| What you are asked to do |
Print nothing but the lines below starting at the line that holds "content from this peer." and ending at the line that holds "time (unix seconds).", including both, each exactly as written.

Collected data entries:
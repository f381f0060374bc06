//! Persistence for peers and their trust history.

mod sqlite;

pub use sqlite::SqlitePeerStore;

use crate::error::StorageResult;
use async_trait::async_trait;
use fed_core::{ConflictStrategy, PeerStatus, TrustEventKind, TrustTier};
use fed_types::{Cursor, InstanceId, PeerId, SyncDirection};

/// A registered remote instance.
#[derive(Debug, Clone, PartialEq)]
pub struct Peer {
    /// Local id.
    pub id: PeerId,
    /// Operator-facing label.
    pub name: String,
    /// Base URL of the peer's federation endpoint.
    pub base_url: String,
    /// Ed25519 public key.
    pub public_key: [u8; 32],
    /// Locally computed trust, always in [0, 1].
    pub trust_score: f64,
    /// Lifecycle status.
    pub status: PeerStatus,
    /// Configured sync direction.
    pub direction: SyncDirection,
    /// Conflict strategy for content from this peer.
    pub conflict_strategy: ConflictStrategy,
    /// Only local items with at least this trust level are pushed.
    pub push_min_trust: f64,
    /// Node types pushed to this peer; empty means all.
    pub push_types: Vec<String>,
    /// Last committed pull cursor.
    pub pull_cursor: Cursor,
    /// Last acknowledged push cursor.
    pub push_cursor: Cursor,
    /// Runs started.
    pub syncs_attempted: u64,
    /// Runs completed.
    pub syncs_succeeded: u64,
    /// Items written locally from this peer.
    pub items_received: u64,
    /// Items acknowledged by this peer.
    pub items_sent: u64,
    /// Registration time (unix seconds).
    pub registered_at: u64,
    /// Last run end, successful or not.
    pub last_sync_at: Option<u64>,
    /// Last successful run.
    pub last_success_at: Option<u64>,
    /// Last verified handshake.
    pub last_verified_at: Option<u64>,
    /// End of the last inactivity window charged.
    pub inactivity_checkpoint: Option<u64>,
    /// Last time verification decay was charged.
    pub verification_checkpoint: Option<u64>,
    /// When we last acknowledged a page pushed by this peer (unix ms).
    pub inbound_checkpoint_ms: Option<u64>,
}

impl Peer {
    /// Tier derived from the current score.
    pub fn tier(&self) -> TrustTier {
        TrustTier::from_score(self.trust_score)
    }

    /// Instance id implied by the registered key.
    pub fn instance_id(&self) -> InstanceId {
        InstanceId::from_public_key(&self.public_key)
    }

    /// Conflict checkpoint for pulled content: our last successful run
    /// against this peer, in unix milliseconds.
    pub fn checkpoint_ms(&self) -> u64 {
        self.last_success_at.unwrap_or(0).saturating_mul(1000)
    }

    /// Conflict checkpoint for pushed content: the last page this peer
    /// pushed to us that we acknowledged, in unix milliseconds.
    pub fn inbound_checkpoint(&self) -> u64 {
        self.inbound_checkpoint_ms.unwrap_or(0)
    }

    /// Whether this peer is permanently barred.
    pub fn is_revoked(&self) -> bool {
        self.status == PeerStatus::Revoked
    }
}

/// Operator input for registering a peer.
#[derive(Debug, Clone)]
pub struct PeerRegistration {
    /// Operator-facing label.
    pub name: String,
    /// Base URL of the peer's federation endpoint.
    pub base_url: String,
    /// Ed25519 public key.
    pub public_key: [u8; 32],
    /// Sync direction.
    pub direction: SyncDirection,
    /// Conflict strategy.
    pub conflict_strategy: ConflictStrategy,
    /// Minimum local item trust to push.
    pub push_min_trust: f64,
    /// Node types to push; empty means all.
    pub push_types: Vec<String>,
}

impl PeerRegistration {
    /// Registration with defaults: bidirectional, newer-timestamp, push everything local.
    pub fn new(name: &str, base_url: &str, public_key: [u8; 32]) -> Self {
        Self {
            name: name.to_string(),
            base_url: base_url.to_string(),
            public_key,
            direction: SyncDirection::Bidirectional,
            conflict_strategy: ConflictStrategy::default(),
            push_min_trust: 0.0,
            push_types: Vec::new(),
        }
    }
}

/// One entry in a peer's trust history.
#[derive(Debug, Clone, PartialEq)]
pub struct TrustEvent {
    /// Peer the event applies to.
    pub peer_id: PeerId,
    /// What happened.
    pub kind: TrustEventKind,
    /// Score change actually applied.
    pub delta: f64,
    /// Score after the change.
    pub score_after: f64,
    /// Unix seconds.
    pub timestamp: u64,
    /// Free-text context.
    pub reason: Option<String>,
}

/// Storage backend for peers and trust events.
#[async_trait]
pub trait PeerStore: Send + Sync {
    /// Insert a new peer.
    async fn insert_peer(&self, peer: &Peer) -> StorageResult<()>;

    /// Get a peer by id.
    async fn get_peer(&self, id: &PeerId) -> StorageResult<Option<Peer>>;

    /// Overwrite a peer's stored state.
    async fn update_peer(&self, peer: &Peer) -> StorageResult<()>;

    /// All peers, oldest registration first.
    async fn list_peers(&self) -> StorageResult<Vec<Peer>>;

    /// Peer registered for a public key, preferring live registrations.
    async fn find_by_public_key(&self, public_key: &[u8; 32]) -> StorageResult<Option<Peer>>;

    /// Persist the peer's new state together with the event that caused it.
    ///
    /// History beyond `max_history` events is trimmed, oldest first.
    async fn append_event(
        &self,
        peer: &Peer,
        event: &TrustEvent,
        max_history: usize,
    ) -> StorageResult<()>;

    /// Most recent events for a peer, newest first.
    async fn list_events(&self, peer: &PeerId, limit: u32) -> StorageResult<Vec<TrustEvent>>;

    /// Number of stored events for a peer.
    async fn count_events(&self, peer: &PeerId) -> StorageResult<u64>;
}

| Expected answer |
    /// Conflict strategy for content from this peer.
    pub conflict_strategy: ConflictStrategy,
    /// Only local items with at least this trust level are pushed.
    pub push_min_trust: f64,
    /// Node types pushed to this peer; empty means all.
    pub push_types: Vec<String>,
    /// Last committed pull cursor.
    pub pull_cursor: Cursor,
    /// Last acknowledged push cursor.
    pub push_cursor: Cursor,
    /// Runs started.
    pub syncs_attempted: u64,
    /// Runs completed.
    pub syncs_succeeded: u64,
    /// Items written locally from this peer.
    pub items_received: u64,
    /// Items acknowledged by this peer.
    pub items_sent: u64,
    /// Registration time (unix seconds).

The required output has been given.